Whenever a line of the data below holds the string "Casual", copy that line.

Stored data
------

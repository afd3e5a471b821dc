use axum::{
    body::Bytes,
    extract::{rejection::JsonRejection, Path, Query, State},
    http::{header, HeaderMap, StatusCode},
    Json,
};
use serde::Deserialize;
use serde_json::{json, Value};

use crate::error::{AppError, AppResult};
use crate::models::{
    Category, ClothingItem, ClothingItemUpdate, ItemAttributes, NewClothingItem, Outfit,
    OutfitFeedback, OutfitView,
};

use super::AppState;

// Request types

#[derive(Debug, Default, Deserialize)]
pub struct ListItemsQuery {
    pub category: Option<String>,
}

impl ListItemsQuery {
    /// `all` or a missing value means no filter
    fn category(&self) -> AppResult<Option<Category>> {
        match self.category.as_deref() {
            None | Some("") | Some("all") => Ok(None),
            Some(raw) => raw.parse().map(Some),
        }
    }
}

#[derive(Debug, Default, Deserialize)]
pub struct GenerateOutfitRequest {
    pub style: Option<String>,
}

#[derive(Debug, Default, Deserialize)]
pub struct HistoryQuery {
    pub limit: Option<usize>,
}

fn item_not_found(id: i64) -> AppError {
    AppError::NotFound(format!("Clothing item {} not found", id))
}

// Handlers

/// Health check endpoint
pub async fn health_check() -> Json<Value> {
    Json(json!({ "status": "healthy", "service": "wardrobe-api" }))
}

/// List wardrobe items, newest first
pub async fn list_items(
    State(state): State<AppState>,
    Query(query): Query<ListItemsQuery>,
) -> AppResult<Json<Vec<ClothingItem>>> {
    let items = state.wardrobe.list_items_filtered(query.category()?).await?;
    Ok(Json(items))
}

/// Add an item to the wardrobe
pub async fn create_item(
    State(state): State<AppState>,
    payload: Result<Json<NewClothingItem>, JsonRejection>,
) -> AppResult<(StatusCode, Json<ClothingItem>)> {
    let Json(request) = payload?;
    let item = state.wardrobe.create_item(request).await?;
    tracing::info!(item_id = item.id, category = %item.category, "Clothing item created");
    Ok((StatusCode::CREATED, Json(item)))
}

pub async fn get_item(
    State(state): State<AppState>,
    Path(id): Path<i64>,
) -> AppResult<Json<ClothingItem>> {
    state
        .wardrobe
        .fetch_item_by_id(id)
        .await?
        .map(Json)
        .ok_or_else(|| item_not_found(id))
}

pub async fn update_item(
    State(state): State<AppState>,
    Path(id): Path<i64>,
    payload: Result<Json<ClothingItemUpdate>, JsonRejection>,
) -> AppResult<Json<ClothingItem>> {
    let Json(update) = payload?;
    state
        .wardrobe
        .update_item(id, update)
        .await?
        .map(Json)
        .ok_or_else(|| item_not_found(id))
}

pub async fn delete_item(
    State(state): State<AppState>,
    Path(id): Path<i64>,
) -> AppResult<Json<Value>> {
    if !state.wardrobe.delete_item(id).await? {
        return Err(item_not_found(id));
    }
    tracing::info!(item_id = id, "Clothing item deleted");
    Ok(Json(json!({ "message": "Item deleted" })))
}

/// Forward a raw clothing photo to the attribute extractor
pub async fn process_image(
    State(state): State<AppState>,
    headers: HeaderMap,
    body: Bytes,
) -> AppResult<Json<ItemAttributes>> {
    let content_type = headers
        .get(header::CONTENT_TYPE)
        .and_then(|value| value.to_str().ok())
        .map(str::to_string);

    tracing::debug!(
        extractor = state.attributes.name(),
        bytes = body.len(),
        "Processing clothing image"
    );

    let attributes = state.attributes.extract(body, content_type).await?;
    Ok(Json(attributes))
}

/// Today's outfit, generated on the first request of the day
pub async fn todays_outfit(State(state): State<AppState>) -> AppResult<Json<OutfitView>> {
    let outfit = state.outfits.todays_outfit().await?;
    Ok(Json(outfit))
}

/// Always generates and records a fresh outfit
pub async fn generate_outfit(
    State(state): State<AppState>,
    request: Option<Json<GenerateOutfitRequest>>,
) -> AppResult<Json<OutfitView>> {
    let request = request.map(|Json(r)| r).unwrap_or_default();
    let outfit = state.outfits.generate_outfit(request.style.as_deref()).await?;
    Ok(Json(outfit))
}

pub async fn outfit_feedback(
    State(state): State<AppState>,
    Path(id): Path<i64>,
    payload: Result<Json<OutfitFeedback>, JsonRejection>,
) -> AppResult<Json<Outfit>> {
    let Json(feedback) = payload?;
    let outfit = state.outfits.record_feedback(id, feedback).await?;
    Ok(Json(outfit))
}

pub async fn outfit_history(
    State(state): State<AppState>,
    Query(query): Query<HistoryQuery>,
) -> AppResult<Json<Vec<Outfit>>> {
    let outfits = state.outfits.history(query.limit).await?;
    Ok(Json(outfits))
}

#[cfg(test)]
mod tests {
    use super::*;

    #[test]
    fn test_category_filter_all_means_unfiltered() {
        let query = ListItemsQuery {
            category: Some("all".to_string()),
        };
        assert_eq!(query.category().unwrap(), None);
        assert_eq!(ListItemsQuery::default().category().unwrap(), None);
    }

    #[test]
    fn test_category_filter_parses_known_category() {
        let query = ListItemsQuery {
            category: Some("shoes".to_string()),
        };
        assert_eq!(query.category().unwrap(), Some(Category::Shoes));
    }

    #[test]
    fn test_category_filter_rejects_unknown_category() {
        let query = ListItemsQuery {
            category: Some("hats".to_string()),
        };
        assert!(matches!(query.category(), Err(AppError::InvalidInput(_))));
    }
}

------

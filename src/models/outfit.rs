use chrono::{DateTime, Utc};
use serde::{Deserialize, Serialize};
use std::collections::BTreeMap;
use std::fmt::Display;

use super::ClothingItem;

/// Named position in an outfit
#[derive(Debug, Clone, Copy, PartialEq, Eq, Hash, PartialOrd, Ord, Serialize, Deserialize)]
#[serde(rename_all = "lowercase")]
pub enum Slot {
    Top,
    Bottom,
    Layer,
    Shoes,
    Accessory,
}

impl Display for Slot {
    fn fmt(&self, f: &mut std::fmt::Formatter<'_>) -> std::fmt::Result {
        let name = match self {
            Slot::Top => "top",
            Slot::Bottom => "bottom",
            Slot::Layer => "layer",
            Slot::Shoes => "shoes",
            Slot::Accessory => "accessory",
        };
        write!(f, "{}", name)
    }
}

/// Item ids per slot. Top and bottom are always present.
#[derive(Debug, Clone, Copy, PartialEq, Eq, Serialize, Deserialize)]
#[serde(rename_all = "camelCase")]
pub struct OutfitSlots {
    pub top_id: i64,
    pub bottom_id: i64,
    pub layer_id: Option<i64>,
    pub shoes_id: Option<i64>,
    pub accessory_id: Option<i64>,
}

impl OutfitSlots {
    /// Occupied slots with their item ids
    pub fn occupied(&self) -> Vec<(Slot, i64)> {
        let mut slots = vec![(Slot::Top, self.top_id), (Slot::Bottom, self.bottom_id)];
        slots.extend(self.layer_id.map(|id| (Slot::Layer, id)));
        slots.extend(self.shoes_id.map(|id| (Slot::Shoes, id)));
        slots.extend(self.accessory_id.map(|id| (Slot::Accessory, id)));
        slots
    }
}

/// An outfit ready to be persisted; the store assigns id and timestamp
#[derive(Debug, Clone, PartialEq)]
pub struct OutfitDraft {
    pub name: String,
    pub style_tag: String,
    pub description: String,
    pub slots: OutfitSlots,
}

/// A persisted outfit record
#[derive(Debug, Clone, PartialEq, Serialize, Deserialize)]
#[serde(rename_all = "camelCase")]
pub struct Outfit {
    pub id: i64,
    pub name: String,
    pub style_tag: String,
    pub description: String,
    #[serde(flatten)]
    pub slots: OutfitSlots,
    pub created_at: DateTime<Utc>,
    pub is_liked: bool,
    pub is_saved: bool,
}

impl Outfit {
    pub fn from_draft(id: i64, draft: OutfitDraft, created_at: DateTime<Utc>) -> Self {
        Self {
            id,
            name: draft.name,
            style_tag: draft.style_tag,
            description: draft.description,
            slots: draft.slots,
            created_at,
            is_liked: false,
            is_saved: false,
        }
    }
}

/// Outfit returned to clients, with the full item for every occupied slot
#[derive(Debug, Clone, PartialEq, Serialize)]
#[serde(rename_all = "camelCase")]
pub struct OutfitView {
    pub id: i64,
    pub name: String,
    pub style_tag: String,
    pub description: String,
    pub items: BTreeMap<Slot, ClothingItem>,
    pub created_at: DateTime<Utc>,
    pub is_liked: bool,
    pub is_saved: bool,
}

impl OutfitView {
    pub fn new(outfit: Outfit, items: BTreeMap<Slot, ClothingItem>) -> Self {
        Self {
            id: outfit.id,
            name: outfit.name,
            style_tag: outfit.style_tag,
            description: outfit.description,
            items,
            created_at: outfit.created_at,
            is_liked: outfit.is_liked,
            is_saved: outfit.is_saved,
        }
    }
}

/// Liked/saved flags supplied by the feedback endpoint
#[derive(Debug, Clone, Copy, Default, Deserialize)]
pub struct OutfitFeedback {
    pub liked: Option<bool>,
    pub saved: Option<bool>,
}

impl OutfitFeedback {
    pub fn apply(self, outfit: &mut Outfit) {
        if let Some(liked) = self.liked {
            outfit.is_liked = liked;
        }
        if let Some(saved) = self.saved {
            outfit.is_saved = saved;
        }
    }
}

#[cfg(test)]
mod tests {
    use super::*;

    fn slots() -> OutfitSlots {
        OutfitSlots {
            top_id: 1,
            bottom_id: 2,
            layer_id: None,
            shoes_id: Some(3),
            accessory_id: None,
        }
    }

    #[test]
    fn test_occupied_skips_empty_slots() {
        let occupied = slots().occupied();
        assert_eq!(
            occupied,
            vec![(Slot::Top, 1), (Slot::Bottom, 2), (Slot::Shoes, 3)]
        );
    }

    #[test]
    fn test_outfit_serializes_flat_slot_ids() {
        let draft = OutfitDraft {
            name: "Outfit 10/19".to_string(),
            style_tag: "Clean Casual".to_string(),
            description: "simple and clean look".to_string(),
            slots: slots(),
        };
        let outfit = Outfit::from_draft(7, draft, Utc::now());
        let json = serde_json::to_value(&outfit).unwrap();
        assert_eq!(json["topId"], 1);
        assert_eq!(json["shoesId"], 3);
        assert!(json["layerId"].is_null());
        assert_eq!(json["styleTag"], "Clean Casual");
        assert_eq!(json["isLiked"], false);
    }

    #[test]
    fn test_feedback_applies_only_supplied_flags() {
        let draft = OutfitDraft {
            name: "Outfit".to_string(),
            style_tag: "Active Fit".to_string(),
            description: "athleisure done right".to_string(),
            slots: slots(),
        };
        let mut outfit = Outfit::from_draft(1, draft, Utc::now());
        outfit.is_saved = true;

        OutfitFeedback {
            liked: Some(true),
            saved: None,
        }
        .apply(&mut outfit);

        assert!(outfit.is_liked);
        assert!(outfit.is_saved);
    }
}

------

» **EXPECTED ANSWER**
            style_tag: "Clean Casual".to_string(),
        assert_eq!(json["styleTag"], "Clean Casual");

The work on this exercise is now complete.